Available records section start
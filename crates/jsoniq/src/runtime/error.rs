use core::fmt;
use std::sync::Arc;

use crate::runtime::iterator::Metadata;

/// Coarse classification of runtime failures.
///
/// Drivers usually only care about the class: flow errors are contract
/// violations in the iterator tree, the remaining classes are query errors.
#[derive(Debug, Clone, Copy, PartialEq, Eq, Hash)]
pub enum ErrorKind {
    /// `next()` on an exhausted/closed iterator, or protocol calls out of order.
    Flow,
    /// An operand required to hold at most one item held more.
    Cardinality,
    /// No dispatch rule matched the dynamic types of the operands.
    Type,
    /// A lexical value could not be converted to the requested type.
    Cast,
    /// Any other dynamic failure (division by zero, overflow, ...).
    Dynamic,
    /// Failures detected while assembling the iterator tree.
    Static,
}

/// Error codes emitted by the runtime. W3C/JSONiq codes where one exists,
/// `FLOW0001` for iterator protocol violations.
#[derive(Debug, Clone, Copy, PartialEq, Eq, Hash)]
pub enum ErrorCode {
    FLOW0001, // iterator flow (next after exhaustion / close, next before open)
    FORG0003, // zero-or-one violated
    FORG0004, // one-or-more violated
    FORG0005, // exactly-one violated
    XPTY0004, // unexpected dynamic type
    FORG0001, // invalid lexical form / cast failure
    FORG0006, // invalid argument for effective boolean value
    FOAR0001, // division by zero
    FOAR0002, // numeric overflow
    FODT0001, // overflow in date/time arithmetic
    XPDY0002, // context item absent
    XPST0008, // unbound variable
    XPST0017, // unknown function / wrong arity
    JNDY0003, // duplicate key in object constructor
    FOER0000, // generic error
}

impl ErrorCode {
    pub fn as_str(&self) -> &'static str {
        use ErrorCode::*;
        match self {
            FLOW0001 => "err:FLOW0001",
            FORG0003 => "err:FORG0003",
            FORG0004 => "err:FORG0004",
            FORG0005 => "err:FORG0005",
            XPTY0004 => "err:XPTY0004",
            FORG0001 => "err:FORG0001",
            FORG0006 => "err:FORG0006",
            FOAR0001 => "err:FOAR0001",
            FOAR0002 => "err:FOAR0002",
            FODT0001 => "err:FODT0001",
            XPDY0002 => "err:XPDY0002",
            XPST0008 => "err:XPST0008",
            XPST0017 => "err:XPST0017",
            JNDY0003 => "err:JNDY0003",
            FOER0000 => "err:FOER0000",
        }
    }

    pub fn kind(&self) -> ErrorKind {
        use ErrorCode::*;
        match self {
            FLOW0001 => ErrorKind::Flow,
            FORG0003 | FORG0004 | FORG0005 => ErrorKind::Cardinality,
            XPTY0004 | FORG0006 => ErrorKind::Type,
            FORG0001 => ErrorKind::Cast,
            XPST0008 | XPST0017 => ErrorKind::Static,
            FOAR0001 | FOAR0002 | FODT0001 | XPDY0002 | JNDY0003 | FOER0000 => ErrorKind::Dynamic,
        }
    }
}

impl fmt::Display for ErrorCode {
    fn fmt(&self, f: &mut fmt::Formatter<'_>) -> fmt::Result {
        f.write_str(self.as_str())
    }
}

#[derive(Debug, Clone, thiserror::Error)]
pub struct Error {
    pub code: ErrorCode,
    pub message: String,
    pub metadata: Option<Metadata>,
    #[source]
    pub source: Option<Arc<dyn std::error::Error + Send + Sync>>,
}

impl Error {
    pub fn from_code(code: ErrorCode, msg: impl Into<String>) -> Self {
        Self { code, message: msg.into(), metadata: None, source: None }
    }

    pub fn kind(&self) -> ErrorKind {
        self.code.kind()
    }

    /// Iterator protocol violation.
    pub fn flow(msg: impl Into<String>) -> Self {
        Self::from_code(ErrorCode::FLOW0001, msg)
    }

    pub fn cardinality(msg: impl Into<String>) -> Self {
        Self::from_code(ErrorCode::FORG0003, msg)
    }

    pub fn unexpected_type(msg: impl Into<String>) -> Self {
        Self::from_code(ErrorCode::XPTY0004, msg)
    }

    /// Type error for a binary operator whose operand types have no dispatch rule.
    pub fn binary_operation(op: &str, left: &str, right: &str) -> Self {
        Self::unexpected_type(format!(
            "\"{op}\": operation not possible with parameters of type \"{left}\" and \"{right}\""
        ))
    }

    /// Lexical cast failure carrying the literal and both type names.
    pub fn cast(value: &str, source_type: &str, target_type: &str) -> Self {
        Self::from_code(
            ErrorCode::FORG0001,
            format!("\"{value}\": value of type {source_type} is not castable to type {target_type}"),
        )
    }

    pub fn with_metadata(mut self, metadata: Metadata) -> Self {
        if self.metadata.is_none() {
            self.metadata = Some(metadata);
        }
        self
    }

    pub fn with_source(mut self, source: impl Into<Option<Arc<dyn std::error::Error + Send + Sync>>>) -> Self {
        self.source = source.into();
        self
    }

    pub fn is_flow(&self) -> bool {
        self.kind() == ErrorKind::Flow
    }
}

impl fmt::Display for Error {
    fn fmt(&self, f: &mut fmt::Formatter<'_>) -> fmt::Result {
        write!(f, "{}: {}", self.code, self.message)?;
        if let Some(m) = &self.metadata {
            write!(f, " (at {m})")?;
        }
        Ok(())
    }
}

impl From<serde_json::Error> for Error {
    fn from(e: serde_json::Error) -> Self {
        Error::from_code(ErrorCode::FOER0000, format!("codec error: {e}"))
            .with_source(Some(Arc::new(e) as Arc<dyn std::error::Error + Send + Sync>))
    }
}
Available records section end
Available records section start
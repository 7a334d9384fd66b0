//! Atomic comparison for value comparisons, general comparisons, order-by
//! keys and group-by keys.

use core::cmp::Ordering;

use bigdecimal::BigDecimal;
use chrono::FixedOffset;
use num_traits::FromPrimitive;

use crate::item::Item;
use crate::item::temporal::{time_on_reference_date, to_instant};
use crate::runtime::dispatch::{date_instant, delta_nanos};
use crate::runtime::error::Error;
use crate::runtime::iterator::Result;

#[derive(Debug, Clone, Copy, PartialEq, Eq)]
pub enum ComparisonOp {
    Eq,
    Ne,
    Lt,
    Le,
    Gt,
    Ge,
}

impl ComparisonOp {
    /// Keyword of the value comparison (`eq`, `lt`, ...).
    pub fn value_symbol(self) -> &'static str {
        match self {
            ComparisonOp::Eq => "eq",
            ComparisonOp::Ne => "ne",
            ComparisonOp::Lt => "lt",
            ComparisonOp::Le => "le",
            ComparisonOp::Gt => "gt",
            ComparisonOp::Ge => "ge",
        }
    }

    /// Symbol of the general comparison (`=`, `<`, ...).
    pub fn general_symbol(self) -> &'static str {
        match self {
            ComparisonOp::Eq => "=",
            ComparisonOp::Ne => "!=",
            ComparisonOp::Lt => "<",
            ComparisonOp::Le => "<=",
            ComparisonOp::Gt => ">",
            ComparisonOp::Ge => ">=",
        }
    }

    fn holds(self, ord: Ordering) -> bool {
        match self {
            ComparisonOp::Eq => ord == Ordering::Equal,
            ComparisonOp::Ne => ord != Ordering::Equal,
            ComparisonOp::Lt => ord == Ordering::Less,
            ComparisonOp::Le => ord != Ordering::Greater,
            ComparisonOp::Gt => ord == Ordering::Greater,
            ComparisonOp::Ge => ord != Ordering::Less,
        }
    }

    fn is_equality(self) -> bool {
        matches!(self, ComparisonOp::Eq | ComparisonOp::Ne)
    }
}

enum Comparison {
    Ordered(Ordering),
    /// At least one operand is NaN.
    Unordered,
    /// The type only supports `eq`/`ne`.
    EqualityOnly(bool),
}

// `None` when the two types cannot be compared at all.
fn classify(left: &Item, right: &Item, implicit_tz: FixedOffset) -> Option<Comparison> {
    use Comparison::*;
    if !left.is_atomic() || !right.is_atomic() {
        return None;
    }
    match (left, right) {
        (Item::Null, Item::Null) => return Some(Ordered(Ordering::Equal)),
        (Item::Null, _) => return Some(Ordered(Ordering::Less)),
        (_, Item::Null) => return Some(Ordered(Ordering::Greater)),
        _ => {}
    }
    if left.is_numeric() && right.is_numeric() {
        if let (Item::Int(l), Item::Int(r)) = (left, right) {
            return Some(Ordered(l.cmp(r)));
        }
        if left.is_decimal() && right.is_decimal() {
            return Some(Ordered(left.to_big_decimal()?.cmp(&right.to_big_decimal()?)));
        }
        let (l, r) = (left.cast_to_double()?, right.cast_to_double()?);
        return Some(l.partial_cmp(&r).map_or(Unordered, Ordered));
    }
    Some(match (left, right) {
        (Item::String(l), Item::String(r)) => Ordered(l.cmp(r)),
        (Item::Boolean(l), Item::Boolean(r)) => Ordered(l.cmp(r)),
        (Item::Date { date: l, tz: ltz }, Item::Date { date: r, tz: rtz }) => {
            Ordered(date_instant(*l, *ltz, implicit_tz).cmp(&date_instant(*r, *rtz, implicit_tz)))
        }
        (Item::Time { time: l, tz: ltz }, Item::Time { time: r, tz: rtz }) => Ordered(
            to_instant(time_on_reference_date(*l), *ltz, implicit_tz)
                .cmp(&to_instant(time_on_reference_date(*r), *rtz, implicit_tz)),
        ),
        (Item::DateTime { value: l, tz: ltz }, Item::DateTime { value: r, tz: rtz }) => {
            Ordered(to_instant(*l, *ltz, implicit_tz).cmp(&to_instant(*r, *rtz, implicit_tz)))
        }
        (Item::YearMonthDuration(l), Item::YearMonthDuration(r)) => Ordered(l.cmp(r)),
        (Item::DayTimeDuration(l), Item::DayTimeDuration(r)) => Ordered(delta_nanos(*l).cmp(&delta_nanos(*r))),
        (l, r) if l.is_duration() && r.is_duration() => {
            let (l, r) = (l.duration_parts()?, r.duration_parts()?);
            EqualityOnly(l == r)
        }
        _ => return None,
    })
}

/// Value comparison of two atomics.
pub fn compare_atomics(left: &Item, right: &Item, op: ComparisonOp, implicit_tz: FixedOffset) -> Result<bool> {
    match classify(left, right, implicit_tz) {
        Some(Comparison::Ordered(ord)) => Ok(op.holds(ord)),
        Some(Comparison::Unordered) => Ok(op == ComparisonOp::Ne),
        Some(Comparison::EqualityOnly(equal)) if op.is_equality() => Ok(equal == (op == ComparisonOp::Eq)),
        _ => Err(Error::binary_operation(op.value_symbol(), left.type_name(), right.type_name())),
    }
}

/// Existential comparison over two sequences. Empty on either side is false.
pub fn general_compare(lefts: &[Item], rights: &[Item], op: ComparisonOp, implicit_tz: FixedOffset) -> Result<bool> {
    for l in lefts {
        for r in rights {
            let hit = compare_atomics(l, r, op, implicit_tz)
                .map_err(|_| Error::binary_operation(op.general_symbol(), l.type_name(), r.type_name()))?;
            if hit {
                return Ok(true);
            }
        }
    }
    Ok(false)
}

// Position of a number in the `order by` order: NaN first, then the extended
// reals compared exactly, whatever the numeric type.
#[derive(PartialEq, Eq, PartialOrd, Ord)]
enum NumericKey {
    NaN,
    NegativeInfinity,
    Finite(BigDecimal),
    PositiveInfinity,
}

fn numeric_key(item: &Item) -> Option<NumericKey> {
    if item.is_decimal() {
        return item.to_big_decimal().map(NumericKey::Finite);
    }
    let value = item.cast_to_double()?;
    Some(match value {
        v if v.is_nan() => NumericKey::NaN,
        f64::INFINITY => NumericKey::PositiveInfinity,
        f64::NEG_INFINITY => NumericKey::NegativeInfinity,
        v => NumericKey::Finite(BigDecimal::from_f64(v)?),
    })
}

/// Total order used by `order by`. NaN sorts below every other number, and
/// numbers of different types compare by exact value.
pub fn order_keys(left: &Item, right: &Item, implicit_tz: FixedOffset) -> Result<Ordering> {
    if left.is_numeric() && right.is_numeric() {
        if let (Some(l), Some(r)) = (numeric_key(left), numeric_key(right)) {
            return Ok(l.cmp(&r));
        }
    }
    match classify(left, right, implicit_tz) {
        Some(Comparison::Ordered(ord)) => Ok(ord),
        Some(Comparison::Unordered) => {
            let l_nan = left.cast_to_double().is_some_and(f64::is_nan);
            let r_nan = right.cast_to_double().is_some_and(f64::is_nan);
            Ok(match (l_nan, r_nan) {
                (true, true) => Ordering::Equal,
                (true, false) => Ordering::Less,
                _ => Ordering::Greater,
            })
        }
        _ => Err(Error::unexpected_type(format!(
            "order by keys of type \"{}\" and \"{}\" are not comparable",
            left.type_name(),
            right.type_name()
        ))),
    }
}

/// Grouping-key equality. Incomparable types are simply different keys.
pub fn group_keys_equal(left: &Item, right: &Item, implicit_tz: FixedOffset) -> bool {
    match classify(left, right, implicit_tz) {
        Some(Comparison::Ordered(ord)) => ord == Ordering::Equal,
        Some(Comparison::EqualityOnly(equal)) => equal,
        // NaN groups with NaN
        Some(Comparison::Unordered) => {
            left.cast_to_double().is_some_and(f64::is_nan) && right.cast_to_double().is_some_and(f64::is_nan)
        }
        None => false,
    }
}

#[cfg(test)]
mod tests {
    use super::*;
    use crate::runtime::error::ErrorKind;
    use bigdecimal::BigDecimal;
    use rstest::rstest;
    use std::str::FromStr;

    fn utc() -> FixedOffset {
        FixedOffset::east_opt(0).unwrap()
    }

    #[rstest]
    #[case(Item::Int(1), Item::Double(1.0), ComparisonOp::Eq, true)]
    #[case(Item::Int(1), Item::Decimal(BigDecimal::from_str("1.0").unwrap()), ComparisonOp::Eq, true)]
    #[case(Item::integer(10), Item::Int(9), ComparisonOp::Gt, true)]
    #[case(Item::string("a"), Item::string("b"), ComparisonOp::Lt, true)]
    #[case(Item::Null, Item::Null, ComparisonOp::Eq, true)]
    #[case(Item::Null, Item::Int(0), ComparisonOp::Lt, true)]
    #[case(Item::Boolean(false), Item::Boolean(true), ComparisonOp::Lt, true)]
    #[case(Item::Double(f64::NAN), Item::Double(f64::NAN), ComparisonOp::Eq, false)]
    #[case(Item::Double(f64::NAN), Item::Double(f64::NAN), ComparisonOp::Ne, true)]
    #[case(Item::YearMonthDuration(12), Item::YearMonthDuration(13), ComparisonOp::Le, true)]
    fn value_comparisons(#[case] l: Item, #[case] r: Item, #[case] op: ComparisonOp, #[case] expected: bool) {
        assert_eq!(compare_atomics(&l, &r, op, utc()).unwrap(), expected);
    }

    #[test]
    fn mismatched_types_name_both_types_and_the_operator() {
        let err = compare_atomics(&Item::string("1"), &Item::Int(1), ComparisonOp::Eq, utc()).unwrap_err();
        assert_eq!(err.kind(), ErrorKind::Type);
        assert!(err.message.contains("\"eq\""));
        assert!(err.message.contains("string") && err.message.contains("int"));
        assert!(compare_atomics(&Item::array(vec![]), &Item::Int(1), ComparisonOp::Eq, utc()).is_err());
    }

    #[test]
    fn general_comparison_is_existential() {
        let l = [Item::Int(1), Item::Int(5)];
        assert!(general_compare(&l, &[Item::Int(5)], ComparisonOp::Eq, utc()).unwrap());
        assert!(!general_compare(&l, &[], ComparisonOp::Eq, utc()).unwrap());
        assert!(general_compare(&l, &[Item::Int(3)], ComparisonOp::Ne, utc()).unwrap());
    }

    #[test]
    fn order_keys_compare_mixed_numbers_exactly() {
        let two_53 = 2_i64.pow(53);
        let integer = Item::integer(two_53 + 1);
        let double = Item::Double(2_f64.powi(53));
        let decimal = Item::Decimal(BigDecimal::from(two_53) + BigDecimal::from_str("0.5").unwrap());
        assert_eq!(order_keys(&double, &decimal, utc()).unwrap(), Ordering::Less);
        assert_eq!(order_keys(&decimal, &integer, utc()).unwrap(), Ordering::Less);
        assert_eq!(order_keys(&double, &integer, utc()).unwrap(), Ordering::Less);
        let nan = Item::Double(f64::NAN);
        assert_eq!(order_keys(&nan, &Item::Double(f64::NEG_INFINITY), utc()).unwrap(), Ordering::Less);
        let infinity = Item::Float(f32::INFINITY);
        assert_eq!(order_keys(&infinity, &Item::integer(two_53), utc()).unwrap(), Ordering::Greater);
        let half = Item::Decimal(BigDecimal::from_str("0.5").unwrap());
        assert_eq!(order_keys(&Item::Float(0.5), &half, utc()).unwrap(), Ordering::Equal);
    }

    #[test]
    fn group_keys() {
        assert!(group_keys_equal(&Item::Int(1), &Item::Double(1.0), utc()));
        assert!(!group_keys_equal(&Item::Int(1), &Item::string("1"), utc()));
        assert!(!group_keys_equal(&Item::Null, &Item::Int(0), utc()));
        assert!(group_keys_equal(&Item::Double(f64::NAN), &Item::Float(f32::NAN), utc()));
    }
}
Available records section end
Across the entries above, tally every line that includes the string "rule", then state only the count.

2